**Task prompt:**
Gather every line below where "derive" appears.

**Data for this task:**
=======

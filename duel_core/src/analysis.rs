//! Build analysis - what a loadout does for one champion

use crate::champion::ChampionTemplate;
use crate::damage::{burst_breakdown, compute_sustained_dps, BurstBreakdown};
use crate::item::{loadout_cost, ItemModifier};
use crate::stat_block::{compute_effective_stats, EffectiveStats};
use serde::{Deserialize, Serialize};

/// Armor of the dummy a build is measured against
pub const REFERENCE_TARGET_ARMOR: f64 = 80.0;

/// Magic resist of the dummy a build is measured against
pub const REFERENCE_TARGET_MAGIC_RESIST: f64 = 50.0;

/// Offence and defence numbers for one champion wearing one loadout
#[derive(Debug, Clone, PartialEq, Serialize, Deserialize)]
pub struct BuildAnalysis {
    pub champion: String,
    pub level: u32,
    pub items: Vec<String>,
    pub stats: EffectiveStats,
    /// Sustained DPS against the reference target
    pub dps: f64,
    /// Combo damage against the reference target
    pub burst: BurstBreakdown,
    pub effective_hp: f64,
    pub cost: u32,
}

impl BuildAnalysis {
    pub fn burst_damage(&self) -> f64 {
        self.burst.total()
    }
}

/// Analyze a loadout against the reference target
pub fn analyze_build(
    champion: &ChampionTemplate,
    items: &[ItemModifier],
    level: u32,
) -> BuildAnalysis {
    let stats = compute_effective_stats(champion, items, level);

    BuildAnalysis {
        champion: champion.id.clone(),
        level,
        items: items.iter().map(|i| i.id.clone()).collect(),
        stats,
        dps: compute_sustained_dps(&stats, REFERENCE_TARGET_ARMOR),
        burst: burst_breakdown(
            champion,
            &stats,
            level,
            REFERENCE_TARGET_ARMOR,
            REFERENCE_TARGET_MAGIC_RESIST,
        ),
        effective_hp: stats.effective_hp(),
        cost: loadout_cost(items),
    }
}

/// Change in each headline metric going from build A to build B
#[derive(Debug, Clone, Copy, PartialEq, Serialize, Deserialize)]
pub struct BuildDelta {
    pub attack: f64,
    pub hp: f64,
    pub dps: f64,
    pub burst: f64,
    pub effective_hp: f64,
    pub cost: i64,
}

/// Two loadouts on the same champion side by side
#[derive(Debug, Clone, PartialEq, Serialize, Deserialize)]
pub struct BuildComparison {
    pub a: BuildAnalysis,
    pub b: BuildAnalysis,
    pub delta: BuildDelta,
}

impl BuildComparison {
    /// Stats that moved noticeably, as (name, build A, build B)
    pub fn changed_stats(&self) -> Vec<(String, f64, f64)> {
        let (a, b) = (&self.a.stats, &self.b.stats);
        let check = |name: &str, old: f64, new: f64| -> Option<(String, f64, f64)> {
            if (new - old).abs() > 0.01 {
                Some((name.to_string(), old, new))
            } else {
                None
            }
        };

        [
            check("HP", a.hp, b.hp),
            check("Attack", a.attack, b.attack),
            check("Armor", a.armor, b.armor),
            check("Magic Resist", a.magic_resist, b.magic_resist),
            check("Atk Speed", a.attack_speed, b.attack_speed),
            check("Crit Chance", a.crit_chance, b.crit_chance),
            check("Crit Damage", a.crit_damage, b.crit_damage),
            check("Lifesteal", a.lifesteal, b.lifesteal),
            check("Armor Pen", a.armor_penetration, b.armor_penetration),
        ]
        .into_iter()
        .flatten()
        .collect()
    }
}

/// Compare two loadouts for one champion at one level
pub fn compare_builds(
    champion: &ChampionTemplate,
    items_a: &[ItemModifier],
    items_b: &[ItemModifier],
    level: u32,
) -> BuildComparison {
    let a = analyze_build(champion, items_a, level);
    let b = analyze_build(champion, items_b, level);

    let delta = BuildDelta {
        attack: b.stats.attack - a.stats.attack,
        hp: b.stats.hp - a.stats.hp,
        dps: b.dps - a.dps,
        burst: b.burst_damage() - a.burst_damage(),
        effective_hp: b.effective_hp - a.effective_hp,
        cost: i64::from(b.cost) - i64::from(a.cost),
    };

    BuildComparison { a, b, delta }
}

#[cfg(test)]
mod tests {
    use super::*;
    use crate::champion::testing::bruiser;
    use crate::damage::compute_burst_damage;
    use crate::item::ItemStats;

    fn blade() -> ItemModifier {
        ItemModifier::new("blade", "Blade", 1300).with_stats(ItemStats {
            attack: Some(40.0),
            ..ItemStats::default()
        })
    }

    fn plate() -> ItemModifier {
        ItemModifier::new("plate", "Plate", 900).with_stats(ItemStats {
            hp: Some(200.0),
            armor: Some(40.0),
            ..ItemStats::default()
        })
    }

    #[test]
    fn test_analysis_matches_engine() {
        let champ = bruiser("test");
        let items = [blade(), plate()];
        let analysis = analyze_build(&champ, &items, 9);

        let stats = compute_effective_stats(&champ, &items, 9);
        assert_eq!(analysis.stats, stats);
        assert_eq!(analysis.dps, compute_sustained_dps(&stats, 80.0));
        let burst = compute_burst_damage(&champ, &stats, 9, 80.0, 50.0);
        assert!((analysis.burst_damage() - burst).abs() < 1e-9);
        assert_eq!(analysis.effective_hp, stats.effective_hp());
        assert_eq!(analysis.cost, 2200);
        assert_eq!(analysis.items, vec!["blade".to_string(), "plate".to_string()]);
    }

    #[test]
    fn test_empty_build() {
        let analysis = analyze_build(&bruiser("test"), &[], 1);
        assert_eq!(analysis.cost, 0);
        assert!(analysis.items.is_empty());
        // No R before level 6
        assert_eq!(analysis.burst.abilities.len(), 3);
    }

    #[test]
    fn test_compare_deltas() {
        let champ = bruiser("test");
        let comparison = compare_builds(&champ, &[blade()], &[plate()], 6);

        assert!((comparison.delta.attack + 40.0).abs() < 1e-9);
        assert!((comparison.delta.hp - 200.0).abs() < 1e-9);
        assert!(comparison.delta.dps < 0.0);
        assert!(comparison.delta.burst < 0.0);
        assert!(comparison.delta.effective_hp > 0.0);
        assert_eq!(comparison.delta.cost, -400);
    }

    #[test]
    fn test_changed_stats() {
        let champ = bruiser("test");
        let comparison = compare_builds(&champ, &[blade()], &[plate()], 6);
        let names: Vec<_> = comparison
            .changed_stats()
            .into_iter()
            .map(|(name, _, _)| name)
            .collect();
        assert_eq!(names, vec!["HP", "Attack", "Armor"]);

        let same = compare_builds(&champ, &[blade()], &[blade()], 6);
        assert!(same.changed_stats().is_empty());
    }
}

=======

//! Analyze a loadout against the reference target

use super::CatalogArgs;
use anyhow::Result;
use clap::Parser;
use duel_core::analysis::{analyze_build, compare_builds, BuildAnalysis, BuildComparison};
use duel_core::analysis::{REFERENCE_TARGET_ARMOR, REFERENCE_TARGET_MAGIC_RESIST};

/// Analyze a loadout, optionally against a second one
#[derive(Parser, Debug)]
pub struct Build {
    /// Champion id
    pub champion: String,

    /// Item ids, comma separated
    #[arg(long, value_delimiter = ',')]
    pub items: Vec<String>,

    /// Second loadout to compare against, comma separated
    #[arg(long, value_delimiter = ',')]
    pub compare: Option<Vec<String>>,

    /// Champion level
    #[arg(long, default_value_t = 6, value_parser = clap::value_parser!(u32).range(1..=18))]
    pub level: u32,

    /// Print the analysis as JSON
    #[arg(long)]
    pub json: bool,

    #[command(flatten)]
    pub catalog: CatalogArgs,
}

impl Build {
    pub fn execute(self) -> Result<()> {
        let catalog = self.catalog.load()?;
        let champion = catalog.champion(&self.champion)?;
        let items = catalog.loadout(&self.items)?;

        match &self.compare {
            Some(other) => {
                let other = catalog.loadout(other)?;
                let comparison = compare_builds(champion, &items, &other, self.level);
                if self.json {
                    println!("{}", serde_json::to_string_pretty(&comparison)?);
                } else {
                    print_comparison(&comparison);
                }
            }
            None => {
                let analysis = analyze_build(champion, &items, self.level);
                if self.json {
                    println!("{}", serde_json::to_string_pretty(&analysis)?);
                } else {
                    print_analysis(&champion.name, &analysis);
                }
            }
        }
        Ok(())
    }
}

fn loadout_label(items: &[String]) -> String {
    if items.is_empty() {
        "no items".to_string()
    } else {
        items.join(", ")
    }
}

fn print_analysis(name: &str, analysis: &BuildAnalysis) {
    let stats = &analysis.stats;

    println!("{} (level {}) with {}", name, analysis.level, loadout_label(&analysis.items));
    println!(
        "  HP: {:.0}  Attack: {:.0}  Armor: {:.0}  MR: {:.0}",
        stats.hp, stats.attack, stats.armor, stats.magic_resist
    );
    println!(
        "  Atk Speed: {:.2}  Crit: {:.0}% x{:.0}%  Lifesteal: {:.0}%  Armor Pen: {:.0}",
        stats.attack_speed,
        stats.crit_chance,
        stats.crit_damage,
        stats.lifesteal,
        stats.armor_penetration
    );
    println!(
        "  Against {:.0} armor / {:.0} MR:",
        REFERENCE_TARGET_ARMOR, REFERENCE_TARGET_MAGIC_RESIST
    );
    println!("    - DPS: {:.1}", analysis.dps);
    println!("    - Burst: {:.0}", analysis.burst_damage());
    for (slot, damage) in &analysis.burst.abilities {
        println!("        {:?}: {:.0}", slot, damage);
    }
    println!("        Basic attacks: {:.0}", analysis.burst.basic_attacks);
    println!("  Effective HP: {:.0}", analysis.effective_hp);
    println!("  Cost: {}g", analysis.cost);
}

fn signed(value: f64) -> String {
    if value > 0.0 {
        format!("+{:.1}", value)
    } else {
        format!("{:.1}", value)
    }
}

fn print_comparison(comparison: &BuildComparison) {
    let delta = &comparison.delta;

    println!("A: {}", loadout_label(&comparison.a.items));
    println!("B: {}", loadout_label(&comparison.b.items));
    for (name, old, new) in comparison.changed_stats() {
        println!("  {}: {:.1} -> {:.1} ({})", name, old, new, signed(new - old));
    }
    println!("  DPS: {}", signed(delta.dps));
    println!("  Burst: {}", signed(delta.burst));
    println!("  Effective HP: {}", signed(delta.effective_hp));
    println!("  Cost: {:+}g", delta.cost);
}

=======

**Response to this exercise:**
#[derive(Debug, Clone, PartialEq, Serialize, Deserialize)]
#[derive(Debug, Clone, Copy, PartialEq, Serialize, Deserialize)]
#[derive(Debug, Clone, PartialEq, Serialize, Deserialize)]
#[derive(Parser, Debug)]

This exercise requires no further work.